04 JUIN

2018

Revenus fixes , Stratégies d'investissement mensuelles , Thèmes

Position tactique longue sur le dollar américain et la couronne norvégienne

Stratégie devises

Le paysage général (différentiel de taux, ratio portage/risque et surprises économiques) est défavorable au dollar. En outre, compte tenu des droits de douane mis en place par l’administration américaine, des mesures majeures susceptibles d’être mises en œuvre prochainement et de l’importance des « déficits jumeaux » auxquels le dollar est exposé, le billet vert reste, à moyen terme, sous pression par rapport aux principales autres devises. Nous nous efforçons toutefois de gérer notre position de manière tactique, car notre position reste vulnérable aux annonces de la banque centrale. La Réserve fédérale semble être désormais la seule banque centrale engagée dans un processus de resserrement monétaire, ce qui a entraîné un net renchérissement du billet vert ces dernières semaines. Par ailleurs, le dollar jouit de facteurs porteurs à court terme (réforme fiscale, relance budgétaire, rapatriement des liquidités détenues à l’étranger par les entreprises américaines). Dans ce contexte, nous détenons une position tactique longue sur le dollar américain.

La banque centrale de Norvège devrait procéder à une hausse de taux en 2018, et, dans la mesure où nous conservons une opinion très positive à l’égard de la couronne norvégienne, nous conservons notre position longue sur cette devise. Cette dernière profite également d’une conjoncture économique relativement solide.  

Malgré des différentiels de taux défavorables, le yen - au regard de notre scénario de long-terme – semble attractif. Dans le contexte actuel caractérisé par un haut degré d’incertitude géopolitique et par des risques évènementiels élevés, le yen reste un actif refuge et de diversification intéressant.

Devises émergentes: surpondération à court terme des devises liées aux exportateurs de matières premières et maintien d’un positionnement long à moyen terme

Durant le mois, nous avons renforcé notre exposition à certaines devises liées aux matières premières sous-évaluées et enregistrant une hausse régulière de leurs cours (real brésilien, peso colombien, roupie indonésienne, peso uruguayen).

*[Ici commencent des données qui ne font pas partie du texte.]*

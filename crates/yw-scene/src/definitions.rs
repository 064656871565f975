//! The behaviour side of a scene: what each process type consumes and
//! produces, and how each mover type travels.

use std::path::Path;

use indexmap::IndexMap;
use log::info;
use serde::Deserialize;
use serde_yaml::{Mapping, Value};
use yw_core::{Counts, MotionKind};

use crate::error::{SceneError, SceneResult};

const PROCESSES: &str = "processes";
const MOVERS: &str = "movers";

/// Behaviour of one process type.
#[derive(Debug, Clone, PartialEq)]
pub struct ProcessDef {
    /// Ticks per production run.
    pub time: u32,
    /// Consumed per run.
    pub input: Counts,
    /// Produced per run; at most one category.
    pub output: Counts,
}

/// Behaviour of one mover type.
#[derive(Debug, Clone, PartialEq)]
pub struct MoverDef {
    /// Distance per tick.
    pub speed: f64,
    /// Items carried per trip.
    pub capacity: u32,
    /// How the mover travels.
    pub movement: MotionKind,
}

/// Validated process and mover definitions, keyed by type label.
#[derive(Debug, Clone, Default, PartialEq)]
pub struct Definitions {
    /// Process types in file order.
    pub processes: IndexMap<String, ProcessDef>,
    /// Mover types in file order.
    pub movers: IndexMap<String, MoverDef>,
}

/// The ways an item list may be written.
#[derive(Debug, Deserialize)]
#[serde(untagged)]
enum ItemList {
    Counts(Counts),
    Names(Vec<String>),
    Name(String),
}

impl ItemList {
    fn into_counts(self) -> Counts {
        match self {
            Self::Counts(counts) => counts,
            Self::Names(names) => {
                let mut counts = Counts::new();
                for name in names {
                    *counts.entry(name).or_default() += 1;
                }
                counts
            }
            Self::Name(name) => Counts::from([(name, 1)]),
        }
    }
}

impl Definitions {
    /// Read and validate a definitions file.
    pub fn load(path: &Path) -> SceneResult<Self> {
        let contents = std::fs::read_to_string(path).map_err(|err| SceneError::Io {
            path: path.to_path_buf(),
            source: err,
        })?;
        let value: Value = serde_yaml::from_str(&contents).map_err(|err| SceneError::Parse {
            path: path.to_path_buf(),
            message: err.to_string(),
        })?;
        let defs = Self::from_value(&value)?;
        info!(
            "definitions verified: {} ({} process types, {} mover types)",
            path.display(),
            defs.processes.len(),
            defs.movers.len()
        );
        Ok(defs)
    }

    /// Parse and validate definitions from YAML text.
    pub fn from_yaml_str(contents: &str) -> SceneResult<Self> {
        let value: Value = serde_yaml::from_str(contents).map_err(|err| SceneError::Parse {
            path: "<inline>".into(),
            message: err.to_string(),
        })?;
        Self::from_value(&value)
    }

    /// Validate an already parsed YAML document.
    pub fn from_value(value: &Value) -> SceneResult<Self> {
        let root = value.as_mapping().ok_or_else(|| SceneError::TopLevelKeys {
            found: Vec::new(),
        })?;
        let found = key_names(root);
        let expected = [PROCESSES, MOVERS];
        if found.len() != expected.len() || !expected.iter().all(|k| found.iter().any(|f| f == k)) {
            return Err(SceneError::TopLevelKeys { found });
        }

        let mut defs = Self::default();
        for (name, body) in section(root, PROCESSES)? {
            defs.processes.insert(name.clone(), parse_process(&name, body)?);
        }
        for (name, body) in section(root, MOVERS)? {
            defs.movers.insert(name.clone(), parse_mover(&name, body)?);
        }
        Ok(defs)
    }
}

fn key_names(map: &Mapping) -> Vec<String> {
    map.keys().map(value_name).collect()
}

fn value_name(value: &Value) -> String {
    match value {
        Value::String(s) => s.clone(),
        other => serde_yaml::to_string(other)
            .map(|s| s.trim().to_string())
            .unwrap_or_default(),
    }
}

/// Entries of a `processes` or `movers` section. An empty section is fine.
fn section<'a>(root: &'a Mapping, key: &str) -> SceneResult<Vec<(String, &'a Mapping)>> {
    let entries = match root.get(key) {
        None | Some(Value::Null) => return Ok(Vec::new()),
        Some(Value::Mapping(map)) => map,
        Some(_) => {
            return Err(SceneError::NotAMapping {
                section: key.to_string(),
            });
        }
    };

    let mut out = Vec::with_capacity(entries.len());
    for (name, body) in entries {
        let name = value_name(name);
        let Value::Mapping(body) = body else {
            return Err(SceneError::NotAMapping { section: name });
        };
        out.push((name, body));
    }
    Ok(out)
}

fn parse_process(name: &str, body: &Mapping) -> SceneResult<ProcessDef> {
    let has = |key: &str| body.contains_key(key);
    if !has("time") || !(has("input") || has("output")) {
        return Err(SceneError::ProcessKeys {
            name: name.to_string(),
            found: key_names(body),
        });
    }

    let input = item_list(name, body, "input")?;
    let output = item_list(name, body, "output")?;
    if output.len() > 1 {
        return Err(SceneError::TooManyOutputs {
            name: name.to_string(),
            count: output.len(),
        });
    }

    Ok(ProcessDef {
        time: positive_int(name, body, "time")?,
        input,
        output,
    })
}

fn parse_mover(name: &str, body: &Mapping) -> SceneResult<MoverDef> {
    let found = key_names(body);
    let extra = found
        .iter()
        .any(|k| !matches!(k.as_str(), "speed" | "capacity" | "movement"));
    if extra || !body.contains_key("speed") || !body.contains_key("capacity") {
        return Err(SceneError::MoverKeys {
            name: name.to_string(),
            found,
        });
    }

    let speed = body
        .get("speed")
        .and_then(Value::as_f64)
        .filter(|speed| *speed > 0.0)
        .ok_or_else(|| not_positive(name, "speed", "number"))?;

    let movement = match body.get("movement") {
        None | Some(Value::Null) => MotionKind::default(),
        Some(value) => serde_yaml::from_value(value.clone()).map_err(|_| {
            SceneError::UnknownMovement {
                name: name.to_string(),
                value: value_name(value),
            }
        })?,
    };

    Ok(MoverDef {
        speed,
        capacity: positive_int(name, body, "capacity")?,
        movement,
    })
}

/// Absent lists are empty; present-but-null lists are an error.
fn item_list(name: &str, body: &Mapping, key: &str) -> SceneResult<Counts> {
    match body.get(key) {
        None => Ok(Counts::new()),
        Some(Value::Null) => Err(SceneError::EmptyItemList {
            name: name.to_string(),
            key: key.to_string(),
        }),
        Some(value) => serde_yaml::from_value::<ItemList>(value.clone())
            .map(ItemList::into_counts)
            .map_err(|err| SceneError::InvalidItemList {
                name: name.to_string(),
                key: key.to_string(),
                message: err.to_string(),
            }),
    }
}

fn positive_int(name: &str, body: &Mapping, key: &str) -> SceneResult<u32> {
    body.get(key)
        .and_then(Value::as_u64)
        .and_then(|n| u32::try_from(n).ok())
        .filter(|n| *n > 0)
        .ok_or_else(|| not_positive(name, key, "integer"))
}

fn not_positive(name: &str, key: &str, expected: &'static str) -> SceneError {
    SceneError::NotPositive {
        name: name.to_string(),
        key: key.to_string(),
        expected,
    }
}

Nous avons parallèlement couvert le risque lié à notre sous-pondération du yuan chinois, en ce qui concerne l’effet incertain de l’introduction des droits de douane sur cette devise.  

Globalement, nous sommes surexposés aux devises émergentes des pays exportateurs de matières premières (real brésilien, sol péruvien, peso colombien) car nous pensons que les devises liées aux matières premières surperformeront dans un contexte de reprise de la croissance mondiale et qu’elles s’échangeront à des cours qui reflètent mieux les fondamentaux de long terme, lesquels indiquent que ces devises sont encore sous-valorisées. Nous surpondérons également la roupie indonésienne et le peso uruguayen, car ils offrent de bons ratios portage/volatilité, dans un contexte marqué par l’amélioration des échanges commerciaux.  

Nous avons initié une position sous-pondérée sur certaines devises asiatiques (ringgit malais, baht thaïlandais) car elles affichent des perspectives et des valorisations peu attractives, sont exposées à un risque de protectionnisme commercial, offrent de faibles revenus de portage et sont exposées aux risques liés à la croissance.